Во время далеких прогулок у Лазара и Полины бывали иногда приключения. Однажды они только что свернули с тропы вдоль утесов, чтобы не проходить мимо фабрики в «Бухте Сокровищ», как вдруг на повороте дороги столкнулись с Бутиньи. Он разбогател на производстве соды и стал важным господином. Женился он на той самой особе, которая была так предана ему, что поселилась с ним в этой глухой дыре; недавно она родила ему третьего ребенка. Они ехали всем семейством, вместе со слугой и кормилицей, в великолепном экипаже, запряженном парой крупных белых лошадей. Пешеходам пришлось посторониться и прижаться к откосу, чтобы их не зацепило колесом. Бутиньи, собственноручно правивший лошадьми, пустил их шагом. Произошло некоторое замешательство: они столько лет не встречались и не разговаривали, а присутствие жены и детей еще увеличивало неловкость. Наконец глаза их встретились, и оба нехотя раскланялись, не говоря ни слова.
Когда экипаж исчез, Лазар, очень бледный, с усилием проговорил:
— Он, значит, живет теперь по-барски?
Полина, которая взволновалась только при виде детей, кротко ответила:
— Кажется, что так. За последнее время он стал получать огромную прибыль… Ты знаешь, он возобновил твои тогдашние опыты.

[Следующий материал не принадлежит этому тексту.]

//! Socket transport and the event handler registry
//!
//! Frames are JSON text messages `{"event": <name>, "data": <payload>}`. The connection
//! authenticates with `{"auth": {"token": <bearer>}}` as its first frame.

use std::fmt;
use std::future::Future;

use futures::{SinkExt, StreamExt};
use serde::{Deserialize, Serialize};
use serde_json::{json, Value};
use strum::{AsRefStr, Display, EnumString};
use tokio::net::TcpStream;
use tokio_tungstenite::{connect_async, tungstenite::Message, MaybeTlsStream, WebSocketStream};

use crate::{
    error::{Error, Result},
    infrastructure::auth::AccessToken,
};

#[derive(Debug, Clone, Copy, PartialEq, Eq, Hash, Display, EnumString, AsRefStr)]
pub enum SocketEvent {
    #[strum(serialize = "item-updated")]
    ItemUpdated,
    #[strum(serialize = "nested-item-updated")]
    NestedItemUpdated,
    #[strum(serialize = "auth_error")]
    AuthError,
}

#[derive(Debug, Clone, PartialEq, Serialize, Deserialize)]
pub struct Frame {
    pub event: String,
    #[serde(default)]
    pub data: Value,
}

impl Frame {
    pub fn new(event: SocketEvent, data: Value) -> Self {
        Self {
            event: event.to_string(),
            data,
        }
    }

    /// The known event this frame carries, if any
    pub fn kind(&self) -> Option<SocketEvent> {
        self.event.parse().ok()
    }

    /// Whether an `auth_error` frame reports an expired token
    pub fn is_token_expired(&self) -> bool {
        if self.kind() != Some(SocketEvent::AuthError) {
            return false;
        }
        let reason = match &self.data {
            Value::String(message) => message.as_str(),
            Value::Object(map) => map
                .get("message")
                .or_else(|| map.get("reason"))
                .and_then(Value::as_str)
                .unwrap_or_default(),
            _ => "",
        };
        reason.to_ascii_lowercase().contains("expired")
    }
}

/// One open socket
pub trait SocketConnection: Send + 'static {
    /// The next frame, or `None` once the peer closed the connection
    fn next_frame(&mut self) -> impl Future<Output = Option<Result<Frame>>> + Send;

    fn close(self) -> impl Future<Output = ()> + Send;
}

/// Opens authenticated socket connections
pub trait SocketTransport: Send + Sync + 'static {
    type Connection: SocketConnection;

    fn connect(
        &self,
        token: &AccessToken,
    ) -> impl Future<Output = Result<Self::Connection>> + Send;
}

#[derive(Debug, Clone)]
pub struct WsTransport {
    url: String,
}

impl WsTransport {
    pub fn new(url: impl Into<String>) -> Self {
        Self { url: url.into() }
    }
}

impl SocketTransport for WsTransport {
    type Connection = WsConnection;

    async fn connect(&self, token: &AccessToken) -> Result<WsConnection> {
        let (mut stream, _) = connect_async(self.url.as_str())
            .await
            .map_err(|e| Error::Socket(e.to_string()))?;
        let auth = json!({ "auth": { "token": token.expose() } });
        stream
            .send(Message::Text(auth.to_string()))
            .await
            .map_err(|e| Error::Socket(e.to_string()))?;
        tracing::debug!("Socket connected to {}", self.url);
        Ok(WsConnection { stream })
    }
}

pub struct WsConnection {
    stream: WebSocketStream<MaybeTlsStream<TcpStream>>,
}

impl fmt::Debug for WsConnection {
    fn fmt(&self, f: &mut fmt::Formatter<'_>) -> fmt::Result {
        f.debug_struct("WsConnection").finish_non_exhaustive()
    }
}

impl SocketConnection for WsConnection {
    async fn next_frame(&mut self) -> Option<Result<Frame>> {
        while let Some(message) = self.stream.next().await {
            match message {
                Ok(Message::Text(text)) => match serde_json::from_str::<Frame>(&text) {
                    Ok(frame) => return Some(Ok(frame)),
                    Err(e) => tracing::warn!("Ignoring malformed socket frame: {e}"),
                },
                Ok(Message::Close(_)) => return None,
                Ok(_) => {}
                Err(e) => return Some(Err(Error::Socket(e.to_string()))),
            }
        }
        None
    }

    async fn close(mut self) {
        if let Err(e) = self.stream.close(None).await {
            tracing::debug!("Socket close: {e}");
        }
    }
}

pub type Handler = Box<dyn FnMut(&Value) + Send + Sync>;

#[derive(Debug, Clone, Copy, PartialEq, Eq, Hash)]
pub struct HandlerId(usize);

/// Registered `(event, handler)` pairs. Slots are never reused, so a stale `HandlerId`
/// can never remove someone else's handler.
#[derive(Default)]
pub struct Subscriptions {
    slots: Vec<Option<(SocketEvent, Handler)>>,
}

impl fmt::Debug for Subscriptions {
    fn fmt(&self, f: &mut fmt::Formatter<'_>) -> fmt::Result {
        f.debug_list()
            .entries(self.slots.iter().flatten().map(|(event, _)| event))
            .finish()
    }
}

impl Subscriptions {
    pub fn new() -> Self {
        Self::default()
    }

    pub fn on(&mut self, event: SocketEvent, handler: Handler) -> HandlerId {
        self.slots.push(Some((event, handler)));
        HandlerId(self.slots.len() - 1)
    }

    pub fn off(&mut self, id: HandlerId) -> bool {
        self.slots
            .get_mut(id.0)
            .and_then(Option::take)
            .is_some()
    }

    /// Run every handler registered for the frame's event. Returns how many ran.
    pub fn dispatch(&mut self, frame: &Frame) -> usize {
        let Some(kind) = frame.kind() else {
            tracing::debug!("No handler for socket event {}", frame.event);
            return 0;
        };
        let mut delivered = 0;
        for (event, handler) in self.slots.iter_mut().flatten() {
            if *event == kind {
                handler(&frame.data);
                delivered += 1;
            }
        }
        delivered
    }

    /// Drop every handler
    pub fn clear(&mut self) {
        self.slots.clear();
    }

    pub fn len(&self) -> usize {
        self.slots.iter().flatten().count()
    }

    pub fn is_empty(&self) -> bool {
        self.len() == 0
    }
}
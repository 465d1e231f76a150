//! Integration layer
//!
//! Binds list state to its collaborators:
//! - `surface`: a mounted list executing fetches, mutations and realtime updates
//! - `surfaces`: the dream list, post feed, comment list and reply list

pub mod surface;
pub mod surfaces;
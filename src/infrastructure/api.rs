//! REST endpoints consumed by list surfaces
//!
//! Every paginated endpoint answers `{ <items>: [...], currentPage, totalPages }` where the
//! name of the items field differs per surface. Single-item mutations answer with the
//! updated item or just the updated fields, which callers merge into list state.

use std::future::Future;
use std::marker::PhantomData;
use std::sync::Arc;

use serde_json::{Map, Value};
use strum::{Display, EnumString};

use crate::{
    error::{Error, Result},
    infrastructure::auth::{self, AuthSession, TokenRefresher},
    model::{
        item::{Item, Payload},
        list::{FetchRequest, Page},
    },
};

/// Supplies pages for one list surface
pub trait PageSource<T: Item>: Send + Sync + 'static {
    fn fetch_page(&self, request: FetchRequest) -> impl Future<Output = Result<Page<T>>> + Send;
}

#[derive(Debug, Clone, Copy, PartialEq, Eq, Hash, Display, EnumString)]
#[strum(serialize_all = "lowercase")]
pub enum Resource {
    Dreams,
    Posts,
    Comments,
    Replies,
}

impl Resource {
    /// Key under which single-item responses wrap the item
    fn singular(self) -> &'static str {
        match self {
            Resource::Dreams => "dream",
            Resource::Posts => "post",
            Resource::Comments => "comment",
            Resource::Replies => "reply",
        }
    }

    /// Wire name of the editable text field
    fn text_field(self) -> &'static str {
        match self {
            Resource::Dreams => "content",
            Resource::Posts => "caption",
            Resource::Comments | Resource::Replies => "text",
        }
    }
}

#[derive(Debug, Clone, PartialEq, Eq)]
pub enum Mutation {
    ToggleLike,
    ToggleBookmark,
    Edit { text: String },
    Delete,
    /// Answers with the item's nested analysis record
    RetryAnalysis,
}

impl Mutation {
    /// Whether the confirmed payload belongs to the nested sub-object rather than the item
    pub fn targets_nested(&self) -> bool {
        matches!(self, Mutation::RetryAnalysis)
    }
}

/// Single-item actions. Each resolves to the server's confirmed fields.
pub trait ItemMutations: Send + Sync + 'static {
    fn mutate(
        &self,
        resource: Resource,
        id: &str,
        mutation: Mutation,
    ) -> impl Future<Output = Result<Payload>> + Send;

    /// Create a child item (a comment under a post, a reply under a comment)
    fn create(
        &self,
        resource: Resource,
        parent_id: &str,
        text: &str,
    ) -> impl Future<Output = Result<Payload>> + Send;
}

/// Thin reqwest wrapper carrying the base URL and the shared auth session
#[derive(Debug, Clone)]
pub struct HttpApi {
    client: reqwest::Client,
    base_url: String,
    auth: AuthSession,
}

impl HttpApi {
    pub fn new(client: reqwest::Client, base_url: &str, auth: AuthSession) -> Self {
        Self {
            client,
            base_url: base_url.trim_end_matches('/').to_string(),
            auth,
        }
    }

    pub fn url(&self, path: &str) -> String {
        format!("{}/{}", self.base_url, path.trim_start_matches('/'))
    }

    fn authorized(&self, builder: reqwest::RequestBuilder) -> reqwest::RequestBuilder {
        match self.auth.get() {
            Some(token) => builder.bearer_auth(token.expose()),
            None => builder,
        }
    }

    /// Send `builder` with the current token. A 401 is reported as `Error::AuthExpired`;
    /// every other failure goes through `failed`.
    async fn send_json<F>(&self, builder: reqwest::RequestBuilder, failed: F) -> Result<Value>
    where
        F: Fn(String) -> Error,
    {
        let response = self
            .authorized(builder)
            .send()
            .await
            .map_err(|e| failed(e.to_string()))?;
        let status = response.status();
        if let Some(error) = status_error(status) {
            return Err(match error {
                StatusError::Unauthorized(message) => Error::AuthExpired(message),
                StatusError::Other(message) => failed(message),
            });
        }
        let body = response.text().await.map_err(|e| failed(e.to_string()))?;
        if body.trim().is_empty() {
            return Ok(Value::Object(Map::new()));
        }
        serde_json::from_str(&body).map_err(|e| failed(e.to_string()))
    }

    /// Page source for `path` whose envelope lists items under `items_field`
    pub fn pages<T: Item>(
        &self,
        path: impl Into<String>,
        items_field: &'static str,
    ) -> HttpPageSource<T> {
        HttpPageSource {
            api: self.clone(),
            path: path.into(),
            items_field,
            _item: PhantomData,
        }
    }
}

impl ItemMutations for HttpApi {
    async fn mutate(&self, resource: Resource, id: &str, mutation: Mutation) -> Result<Payload> {
        let item_url = self.url(&format!("{resource}/{id}"));
        let builder = match &mutation {
            Mutation::ToggleLike => self.client.put(format!("{item_url}/like")),
            Mutation::ToggleBookmark => self.client.put(format!("{item_url}/bookmark")),
            Mutation::Edit { text } => {
                let mut body = Map::new();
                body.insert(resource.text_field().to_string(), Value::from(text.as_str()));
                self.client.put(item_url).json(&body)
            }
            Mutation::Delete => self.client.delete(item_url),
            Mutation::RetryAnalysis => self.client.post(format!("{item_url}/analysis/retry")),
        };
        tracing::debug!("{mutation:?} {resource}/{id}");
        let failed = |message: String| Error::Mutation {
            id: id.to_string(),
            message,
        };
        let value = self.send_json(builder, failed).await?;
        if mutation.targets_nested() {
            return Ok(analysis_payload(value));
        }
        Ok(into_payload(value, resource))
    }

    async fn create(&self, resource: Resource, parent_id: &str, text: &str) -> Result<Payload> {
        let path = match resource {
            Resource::Comments => format!("posts/{parent_id}/comments"),
            Resource::Replies => format!("comments/{parent_id}/replies"),
            Resource::Dreams | Resource::Posts => resource.to_string(),
        };
        let mut body = Map::new();
        body.insert(resource.text_field().to_string(), Value::from(text));
        let failed = |message: String| Error::Mutation {
            id: parent_id.to_string(),
            message,
        };
        let value = self
            .send_json(self.client.post(self.url(&path)).json(&body), failed)
            .await?;
        Ok(into_payload(value, resource))
    }
}

enum StatusError {
    Unauthorized(String),
    Other(String),
}

fn status_error(status: reqwest::StatusCode) -> Option<StatusError> {
    if status == reqwest::StatusCode::UNAUTHORIZED {
        return Some(StatusError::Unauthorized(format!("server responded {status}")));
    }
    (!status.is_success()).then(|| StatusError::Other(format!("server responded {status}")))
}

/// Wraps an API so that a request rejected with an expired token is sent once more after
/// refreshing the shared session. A failed refresh, or a second rejection, ends the session.
#[derive(Debug)]
pub struct Reauthenticating<A, R> {
    inner: A,
    auth: AuthSession,
    refresher: Arc<R>,
}

impl<A, R: TokenRefresher> Reauthenticating<A, R> {
    pub fn new(inner: A, auth: AuthSession, refresher: Arc<R>) -> Self {
        Self {
            inner,
            auth,
            refresher,
        }
    }

    async fn send<V, F, Fut>(&self, request: F) -> Result<V>
    where
        F: Fn() -> Fut,
        Fut: Future<Output = Result<V>>,
    {
        let reason = match request().await {
            Err(Error::AuthExpired(reason)) => reason,
            other => return other,
        };
        tracing::info!("Access token rejected ({reason}), refreshing");
        auth::refresh(&self.auth, self.refresher.as_ref()).await?;
        match request().await {
            Err(Error::AuthExpired(reason)) => {
                self.auth.clear();
                Err(Error::SessionLost(reason))
            }
            other => other,
        }
    }
}

impl<T, S, R> PageSource<T> for Reauthenticating<S, R>
where
    T: Item,
    S: PageSource<T>,
    R: TokenRefresher,
{
    async fn fetch_page(&self, request: FetchRequest) -> Result<Page<T>> {
        self.send(|| self.inner.fetch_page(request.clone())).await
    }
}

impl<A: ItemMutations, R: TokenRefresher> ItemMutations for Reauthenticating<A, R> {
    async fn mutate(&self, resource: Resource, id: &str, mutation: Mutation) -> Result<Payload> {
        self.send(|| self.inner.mutate(resource, id, mutation.clone()))
            .await
    }

    async fn create(&self, resource: Resource, parent_id: &str, text: &str) -> Result<Payload> {
        self.send(|| self.inner.create(resource, parent_id, text))
            .await
    }
}

/// Unwrap `{ "<resource>": {...} }` responses; non-object bodies carry no fields
fn into_payload(value: Value, resource: Resource) -> Payload {
    match value {
        Value::Object(mut map) => match map.remove(resource.singular()) {
            Some(Value::Object(item)) => item,
            Some(other) => {
                map.insert(resource.singular().to_string(), other);
                map
            }
            None => map,
        },
        _ => Map::new(),
    }
}

/// The analysis record of a retry response. The server may answer with the dream, the
/// record itself or nothing; an accepted retry without a record means the job is pending.
fn analysis_payload(value: Value) -> Payload {
    let mut map = match value {
        Value::Object(map) => map,
        _ => Map::new(),
    };
    if let Some(Value::Object(analysis)) = map.remove("analysis") {
        return analysis;
    }
    if let Some(Value::Object(dream)) = map.remove("dream") {
        return analysis_payload(Value::Object(dream));
    }
    if !map.contains_key("status") {
        map = Map::new();
        map.insert("status".to_string(), Value::from("pending"));
    }
    map
}

/// Decode a paginated envelope
pub fn parse_page<T: Item>(
    value: Value,
    items_field: &str,
) -> std::result::Result<Page<T>, String> {
    let Value::Object(mut envelope) = value else {
        return Err("page envelope is not an object".to_string());
    };
    let items = envelope
        .remove(items_field)
        .ok_or_else(|| format!("page envelope has no `{items_field}` field"))?;
    let items: Vec<T> = serde_json::from_value(items).map_err(|e| e.to_string())?;
    let counter = |name: &str| {
        envelope
            .get(name)
            .and_then(Value::as_u64)
            .and_then(|n| u32::try_from(n).ok())
            .ok_or_else(|| format!("page envelope has no valid `{name}`"))
    };
    Ok(Page {
        items,
        current_page: counter("currentPage")?,
        total_pages: counter("totalPages")?,
    })
}

/// Paginated GET endpoint
#[derive(Debug)]
pub struct HttpPageSource<T> {
    api: HttpApi,
    path: String,
    items_field: &'static str,
    _item: PhantomData<fn() -> T>,
}

impl<T: Item> PageSource<T> for HttpPageSource<T> {
    async fn fetch_page(&self, request: FetchRequest) -> Result<Page<T>> {
        let mut params = vec![
            ("page".to_string(), request.page.to_string()),
            ("limit".to_string(), request.limit.to_string()),
        ];
        params.extend(request.query.to_params());
        let builder = self.api.client.get(self.api.url(&self.path)).query(&params);
        let fetch_error = |message: String| Error::Fetch {
            page: request.page,
            message,
        };
        let value = self.api.send_json(builder, fetch_error).await?;
        parse_page(value, self.items_field).map_err(fetch_error)
    }
}
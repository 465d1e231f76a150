//! In-place caption/comment/reply editing

/// Messages that can be sent to update a pending edit
#[derive(Debug, Clone, PartialEq, Eq)]
pub enum Message {
    /// The draft text changed
    DraftChanged(String),
    /// Saving the draft was started
    SaveStarted,
    /// The server accepted the draft
    SaveSucceeded,
    /// The server rejected the draft
    SaveFailed,
    /// The user abandoned the edit
    Cancelled,
}

/// What the owner should do after an edit message
#[derive(Debug, Clone, PartialEq, Eq)]
pub enum EditOutcome {
    /// Keep the edit open
    Editing,
    /// Send the draft to the server
    Save(String),
    /// Close the edit; the item keeps its server-confirmed text
    Closed,
}

/// Ephemeral state of one item being edited
#[derive(Debug, Clone, PartialEq, Eq)]
pub struct PendingEdit {
    item_id: String,
    original_text: String,
    draft_text: String,
    is_saving: bool,
}

impl PendingEdit {
    /// Open edit mode with the item's current text
    pub fn open(item_id: impl Into<String>, original_text: impl Into<String>) -> Self {
        let original_text = original_text.into();
        Self {
            item_id: item_id.into(),
            draft_text: original_text.clone(),
            original_text,
            is_saving: false,
        }
    }

    pub fn item_id(&self) -> &str {
        &self.item_id
    }

    pub fn original_text(&self) -> &str {
        &self.original_text
    }

    pub fn draft_text(&self) -> &str {
        &self.draft_text
    }

    pub fn is_saving(&self) -> bool {
        self.is_saving
    }

    pub fn is_dirty(&self) -> bool {
        self.draft_text.trim() != self.original_text.trim()
    }

    pub fn update(&mut self, message: Message) -> EditOutcome {
        match message {
            Message::DraftChanged(text) => {
                if !self.is_saving {
                    self.draft_text = text;
                }
                EditOutcome::Editing
            }
            Message::SaveStarted => {
                if self.is_saving {
                    return EditOutcome::Editing;
                }
                if !self.is_dirty() || self.draft_text.trim().is_empty() {
                    self.draft_text = self.original_text.clone();
                    return EditOutcome::Closed;
                }
                self.is_saving = true;
                EditOutcome::Save(self.draft_text.trim().to_string())
            }
            Message::SaveSucceeded | Message::SaveFailed => {
                self.is_saving = false;
                EditOutcome::Closed
            }
            Message::Cancelled => {
                self.draft_text = self.original_text.clone();
                self.is_saving = false;
                EditOutcome::Closed
            }
        }
    }
}
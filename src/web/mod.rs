//! HTTP signaling endpoint

pub mod shared;
pub use shared::AppState;

pub mod http_server;
pub use http_server::{router, run_http_server};
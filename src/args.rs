use clap::Parser;
use std::path::PathBuf;

use rtc_recorder::config;

#[derive(Parser, Debug)]
#[command(name = "rtc-recorder")]
#[command(version)]
#[command(about = "Records browser WebRTC video sessions to WebM", long_about = None)]
pub struct Args {
    /// Configuration file path
    #[arg(short, long, default_value = "recorder.toml")]
    pub config: PathBuf,

    /// HTTP bind address
    #[arg(long)]
    pub host: Option<String>,

    /// HTTP port for signaling
    #[arg(short, long)]
    pub port: Option<u16>,

    /// Directory receiving recordings
    #[arg(short, long)]
    pub output_dir: Option<PathBuf>,

    /// Maximum recording length in seconds
    #[arg(long)]
    pub max_duration: Option<u64>,

    /// Verbose logging
    #[arg(short, long, action)]
    pub verbose: bool,
}

impl Args {
    pub fn load_config(&self) -> Result<config::Config, Box<dyn std::error::Error>> {
        config::Config::load(&self.config)
    }

    /// Apply command line overrides on top of the file configuration
    pub fn apply(&self, config: &mut config::Config) {
        if let Some(ref host) = self.host {
            config.http.host = host.clone();
        }
        if let Some(port) = self.port {
            config.http.port = port;
        }
        if let Some(ref dir) = self.output_dir {
            config.recording.output_dir = dir.clone();
        }
        if let Some(secs) = self.max_duration {
            config.recording.max_duration_secs = secs;
        }
        if self.verbose {
            config.logging.level = "debug".to_string();
        }
    }
}

#[cfg(test)]
mod tests {
    use super::*;

    #[test]
    fn test_overrides_replace_file_values() {
        let args = Args::parse_from([
            "rtc-recorder",
            "--port",
            "9000",
            "--output-dir",
            "/tmp/rec",
            "--max-duration",
            "30",
            "-v",
        ]);
        let mut cfg = config::Config::default();
        args.apply(&mut cfg);

        assert_eq!(cfg.http.port, 9000);
        assert_eq!(cfg.http.host, "0.0.0.0");
        assert_eq!(cfg.recording.output_dir, PathBuf::from("/tmp/rec"));
        assert_eq!(cfg.recording.max_duration_secs, 30);
        assert_eq!(cfg.logging.level, "debug");
    }

    #[test]
    fn test_missing_config_file_gives_defaults() {
        let dir = tempfile::tempdir().unwrap();
        let args = Args::parse_from([
            "rtc-recorder",
            "--config",
            dir.path().join("absent.toml").to_str().unwrap(),
        ]);
        let cfg = args.load_config().unwrap();
        assert_eq!(cfg.http.port, 8080);
    }
}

При этих словах сердце Лазара болезненно сжалось. Бонвильские рыбаки со злорадным желанием досадить Лазару уже рассказали ему об этом. Несколько месяцев тому назад. Бутиньи пригласил к себе на службу молодого химика и с его помощью снова взялся за обработку золы водорослей холодным способом. Как человек практический, он действовал осторожно и настойчиво и получил отличные результаты.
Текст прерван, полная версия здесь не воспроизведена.